3-Expert (read the paper in detail, know the area, quite certain of my opinion)

The authors propose a method for extracting low-dimensional neural trajectories from neural spike count data using a hierarchical model which assumes linear latent dynamics and observation models which allow for a non-linear relationships between latent variables and a rate parameter. AnNeural network provides the non-linearity between latents and and a rate parameter for each neuron. The authors propose auto-encoding variation Bayes (AEVB) as a means of simultaneously learning model parameters and performing inferences. Simulated results demonstrate that the proposed methods are nearly comparable to existing linear methods when data is simulated without a non-linearity and they are able to better model data with simulated non-linearities. Results on real V1 and M1 data show that the proposed methods are better able to model the observed data with a latent state space of reduced dimensionality compared to existing methods.

Methods for extracting low-dimensional representations of neural data are commonly used in neuroscience and the development of better methods for doing so has been the subject of much research in the computational community. While the value of incorporating observation models which allow for non-linear relationships between latent state and observed counts has been generally acknowledged, doing so in a manner that maintains computational tractability is challenging. The proposed work is therefore notable as it presents methods which are computationally tractable and produce impressive results on real data. The ability of the proposed methods to fit data with a smaller number of latents than competing methods is particularly notable as it may allow for representations of data which are easier to visualize, thereby making it easier to recognize important aspects of a data set. With this said, the clarity of the paper, while overall very good, could be improved in some parts. The description of AEVB Is very brief. In particular, it is not clear how the function g_phi(x, \epsilon) is chosen. Perhaps more important from the point of interpretation is that it appears there is a single neural network that links between latent state and the firing rate parameter for all neurons.

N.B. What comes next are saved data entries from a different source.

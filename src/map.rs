use std::fmt;

use crate::board::Layered;
use crate::config::TrieConfig;
use crate::error::Result;
use crate::trie::{MissPoint, Probe, Trie, TrieStats};

/// A map from boards to small payloads, e.g. search distance or the move that
/// reached a board.
///
/// Same layout as [`BoardSet`](crate::BoardSet), with the payload stored in
/// the leaf level. Bitmap leaves preallocate a payload slot for every layer
/// value, which is why inserting requires `V: Default`.
///
/// ```
/// use board_trie::{BoardMap, FixedBoard};
///
/// let mut dist: BoardMap<FixedBoard<3, 3>, u16> = BoardMap::new();
/// let start = FixedBoard::new();
///
/// assert_eq!(dist.insert(&start, 0).unwrap(), (&mut 0, true));
/// assert_eq!(dist.insert(&start, 5).unwrap(), (&mut 0, false));
/// assert_eq!(dist.insert_or_update(&start, 5).unwrap(), (&mut 5, false));
/// assert_eq!(dist.get(&start), Some(&5));
/// ```
pub struct BoardMap<B, V, const BITS: u32 = 3> {
    pub(crate) trie: Trie<B, V, BITS>,
}

impl<B: Layered, V, const BITS: u32> BoardMap<B, V, BITS> {
    pub fn new() -> Self {
        Self { trie: Trie::new() }
    }

    pub fn with_config(config: TrieConfig) -> Result<Self> {
        Ok(Self {
            trie: Trie::with_config(config)?,
        })
    }

    #[inline]
    pub fn len(&self) -> usize {
        self.trie.len()
    }

    #[inline]
    pub fn is_empty(&self) -> bool {
        self.trie.is_empty()
    }

    pub fn contains_key(&self, board: &B) -> bool {
        self.trie.contains(board)
    }

    pub fn get(&self, board: &B) -> Option<&V> {
        self.trie.get(board)
    }

    pub fn get_mut(&mut self, board: &B) -> Option<&mut V> {
        self.trie.get_mut(board)
    }

    /// Looks `board` up, remembering where the lookup failed so a following
    /// [`insert_new`](Self::insert_new) can skip the matched prefix.
    pub fn probe(&self, board: &B) -> Probe<'_, V> {
        self.trie.probe(board)
    }

    /// Not supported: containers only grow. Always returns
    /// [`TrieError::Unsupported`](crate::TrieError::Unsupported) and leaves the
    /// map unchanged.
    pub fn remove(&mut self, board: &B) -> Result<bool> {
        self.trie.remove(board)
    }

    /// Releases all nodes and payloads, leaving an empty map that can be
    /// reused.
    pub fn shutdown(&mut self) {
        self.trie.shutdown();
    }

    /// Every stored board with its payload, in unspecified order.
    pub fn iter(&self) -> impl Iterator<Item = (B, &V)> + '_ {
        self.trie.iter()
    }

    pub fn stats(&self) -> TrieStats {
        self.trie.stats()
    }

    pub fn memory_usage(&self) -> usize {
        self.trie.memory_usage()
    }

    pub fn config(&self) -> &TrieConfig {
        self.trie.config()
    }

    pub fn row_order(&self) -> &[usize] {
        self.trie.row_order()
    }
}

impl<B: Layered, V: Default, const BITS: u32> BoardMap<B, V, BITS> {
    /// Inserts `value` if `board` is absent. Returns the stored payload and
    /// whether an insert happened; an existing payload is left untouched.
    pub fn insert(&mut self, board: &B, value: V) -> Result<(&mut V, bool)> {
        self.trie.insert(board, value, false)
    }

    /// Same contract as [`insert`](Self::insert).
    pub fn try_insert(&mut self, board: &B, value: V) -> Result<(&mut V, bool)> {
        self.insert(board, value)
    }

    /// Inserts `value`, replacing the payload if `board` is already present.
    pub fn insert_or_update(&mut self, board: &B, value: V) -> Result<(&mut V, bool)> {
        self.trie.insert(board, value, true)
    }

    /// Inserts a board that a previous [`probe`](Self::probe) reported absent.
    ///
    /// No mutation may happen between the probe and this call. In release
    /// builds a board that is already present is stored twice, corrupting the
    /// map.
    pub fn insert_new(&mut self, board: &B, miss: MissPoint, value: V) -> Result<&mut V> {
        self.trie.insert_new(board, miss, value)
    }
}

impl<B: Layered, V, const BITS: u32> Default for BoardMap<B, V, BITS> {
    fn default() -> Self {
        Self::new()
    }
}

impl<B: Layered + fmt::Debug, V: fmt::Debug, const BITS: u32> fmt::Debug for BoardMap<B, V, BITS> {
    fn fmt(&self, f: &mut fmt::Formatter<'_>) -> fmt::Result {
        f.debug_map().entries(self.iter()).finish()
    }
}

This seems to discard the conditional independence assumption (that neurons are independent conditioned on state) that is common to most existing methods. It seems that this need not be problematic (perhaps even beneficial) - however it does change the interpretation of the latents. In models with conditionally independent neurons, it seems reasonable to think of the latent state as capturing a low-dimensional representation that explains the shared covariance structure of the modeled neural population. If the neural network linking latent state to firing rate is now able to also model the covariability of neurons, it seems there could be questions of basic identifiability and model selection. On the same note, the authors claim that the improved latent representations are due to the non-linear observation model, and it seems that improvements may be due to both the non-linearity as well as the relaxation of the conditional independence assumption. Discussion of these points would be helpful.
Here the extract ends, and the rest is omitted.